Every Sunday when we gather for Eucharist, we remember how in Jesus God entered into both parts of this complex relationship with death; how dying on the cross he cried out with the pain we know of death, “my God, my God, why have you forsaken me”; and yet how he died commending his spirit into God’s hands in love for God and for us. Paul knows that denying the reality of death would by lying about what it is to be a human being, for whom death is scary and painful in ways those words don’t begin to describe. But Paul also knows that it was because Christ trusted in God’s power over death that he was able to risk is life in an act of love for us. Every Sunday we make Christ’s act of love and of trust our own, we begin to see what life beyond – not without – death, looks like: it looks like the love of one who lays down her life for a friend.

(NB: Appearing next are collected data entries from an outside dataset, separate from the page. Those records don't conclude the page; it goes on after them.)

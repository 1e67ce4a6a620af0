//! Human-input adapter for the engine's decision contract.
//!
//! Several human seats can share one terminal, so the strategies hold a
//! shared [`Console`] rather than owning the streams.

use std::io::{BufRead, Write};
use std::sync::{Arc, Mutex};

use flip7_engine::cards::ActionKind;
use flip7_engine::errors::GameError;
use flip7_engine::game::GameState;
use flip7_engine::strategy::{Strategy, second_chance_candidates};

use crate::formatters::{format_hand, format_player_state};
use crate::io_utils::read_stdin_line;
use crate::validation::{ParseResult, parse_hit_or_stay, parse_seat_choice};

/// Reason given when the player types `quit`.
pub const QUIT_REASON: &str = "player quit";

/// Prompt input and output for human seats.
pub struct Console {
    input: Box<dyn BufRead + Send>,
    output: Box<dyn Write + Send>,
}

impl Console {
    pub fn new(input: Box<dyn BufRead + Send>, output: Box<dyn Write + Send>) -> Self {
        Self { input, output }
    }

    /// Console on the process's stdin and stdout.
    pub fn stdio() -> Self {
        Self::new(
            Box::new(std::io::BufReader::new(std::io::stdin())),
            Box::new(std::io::stdout()),
        )
    }

    pub fn shared(self) -> SharedConsole {
        Arc::new(Mutex::new(self))
    }

    /// Asks until `parse` accepts an answer. EOF and `quit` both end the
    /// game with [`GameError::Decision`].
    fn ask<T>(
        &mut self,
        prompt: &str,
        parse: impl Fn(&str) -> ParseResult<T>,
    ) -> Result<T, GameError> {
        loop {
            write!(self.output, "{}", prompt).map_err(io_failure)?;
            self.output.flush().map_err(io_failure)?;
            let Some(line) = read_stdin_line(&mut *self.input) else {
                return Err(GameError::Decision("input closed".to_string()));
            };
            match parse(&line) {
                ParseResult::Choice(v) => return Ok(v),
                ParseResult::Quit => return Err(GameError::Decision(QUIT_REASON.to_string())),
                ParseResult::Invalid(msg) => {
                    writeln!(self.output, "{}", msg).map_err(io_failure)?;
                }
            }
        }
    }

    fn say(&mut self, line: &str) -> Result<(), GameError> {
        writeln!(self.output, "{}", line).map_err(io_failure)
    }
}

pub type SharedConsole = Arc<Mutex<Console>>;

fn io_failure(e: std::io::Error) -> GameError {
    GameError::Decision(format!("console I/O failed: {}", e))
}

/// A seat controlled by a person at the console.
pub struct HumanStrategy {
    name: String,
    console: SharedConsole,
}

impl HumanStrategy {
    pub fn new(name: impl Into<String>, console: SharedConsole) -> Self {
        Self {
            name: name.into(),
            console,
        }
    }

    fn with_console<T>(
        &self,
        f: impl FnOnce(&mut Console) -> Result<T, GameError>,
    ) -> Result<T, GameError> {
        let mut console = self
            .console
            .lock()
            .map_err(|_| GameError::Decision("console lock poisoned".to_string()))?;
        f(&mut console)
    }

    fn show_table(console: &mut Console, state: &GameState<'_>) -> Result<(), GameError> {
        for (seat, p) in state.players().iter().enumerate() {
            let marker = if seat == state.seat() { ">" } else { " " };
            console.say(&format!(
                "{} {:<20} {:>4} pts  {:<7} {}",
                marker,
                p.name(),
                p.total_score(),
                format_player_state(p.state()),
                format_hand(p)
            ))?;
        }
        Ok(())
    }

    fn choose_seat(
        &self,
        state: &GameState<'_>,
        seats: &[usize],
        title: &str,
    ) -> Result<usize, GameError> {
        self.with_console(|console| {
            console.say(title)?;
            for (i, &seat) in seats.iter().enumerate() {
                let p = &state.players()[seat];
                console.say(&format!(
                    "  {}) {} ({} pts, hand {})",
                    i + 1,
                    p.name(),
                    p.total_score(),
                    format_hand(p)
                ))?;
            }
            console.ask("Choose a player: ", |line| parse_seat_choice(line, seats))
        })
    }
}

impl Strategy for HumanStrategy {
    fn name(&self) -> &str {
        &self.name
    }

    fn decide_hit_or_stay(&mut self, state: &GameState<'_>) -> Result<bool, GameError> {
        self.with_console(|console| {
            console.say(&format!("\n{}'s turn (round {})", state.me().name(), state.round()))?;
            Self::show_table(console, state)?;
            console.say(&format!(
                "Round score {}, bust chance {:.0}%, {} cards left",
                state.me().round_score(),
                state.bust_probability() * 100.0,
                state.cards_left()
            ))?;
            console.ask("Hit or stay? (h/s/q): ", parse_hit_or_stay)
        })
    }

    fn choose_adversarial_target(
        &mut self,
        state: &GameState<'_>,
        action: ActionKind,
    ) -> Result<usize, GameError> {
        let others: Vec<usize> = state.other_active_seats().collect();
        let title = match action {
            ActionKind::Freeze => "FREEZE: who must stay now?",
            _ => "FLIP THREE: who draws three cards?",
        };
        match others.as_slice() {
            [] => {
                self.with_console(|c| c.say("Nobody else is active; the card applies to you."))?;
                Ok(state.seat())
            }
            [only] => Ok(*only),
            _ => self.choose_seat(state, &others, title),
        }
    }

    fn choose_positive_target(
        &mut self,
        state: &GameState<'_>,
        _action: ActionKind,
    ) -> Result<usize, GameError> {
        let candidates = second_chance_candidates(state);
        match candidates.as_slice() {
            [] => Err(GameError::NoEligibleRecipient),
            [only] => Ok(*only),
            _ => self.choose_seat(
                state,
                &candidates,
                "You already hold a Second Chance. Who gets this one?",
            ),
        }
    }
}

So, this may all be well and good, but what does this have to do with our celebration of All Souls, with the picnics in the cemetery and all that?
Only this: I think that our prayer with and for our dead sisters and brothers awaiting, with us, the final resurrection of all, is one of the major ways we remind ourselves of the creatureliness of death, the relative – I use the term very cautiously – unimportance of death, of the fact that while death is often the deepest crisis of our personal and communal lives, it still falls into the category of “not God.” When we pray with and for our dead in a Christian way, we aren’t doing so with a vague hope that they may be ok “somewhere out there”; we’re reminding ourselves that not even death, the painful and tragic deaths that some of us have experienced, can separate them, or us, from the love of Christ. We’re getting into the habits of people for whom God is in charge of everything, even death, and who will raise us up on the last day, as Jesus was raised on the first day of the week. That’s why the practices, the habits, of living as if death were not – the relationships we continue through prayer, the remembrance of our dead brothers and sisters in our lives, even the picnics and the flowers – are far more important over a lifetime of faith than anything I can say to make this unbelievably good news real.

Habits of faith in God can be dangerous – faith in God’s power over death inevitably seems to flower into risky acts of love. Look up above this altar; look at the alcove for the martyrs of El Salvador, and you’ll see what believing love is stronger than death can lead to. But when we pray for and with our sisters and brothers “who have fallen asleep in Christ”, when we use those words not to hide their deaths in a euphemism but to claim God’s power over their deaths, we begin to be freed ourselves from the habits that scare us away from living lives of love. And today on this feast of all the souls, we can be comforted in practicing our faith, in loving as if death were not, by the presence of our sisters and brothers, alive in Christ, encouraging us to imagine our lives through and beyond our deaths.

1 comment:

Bob Bussen said...

This is beautifully written and profound. Thank you for posting it. Wish I had preached it on All Souls Day in my parish. Thanks.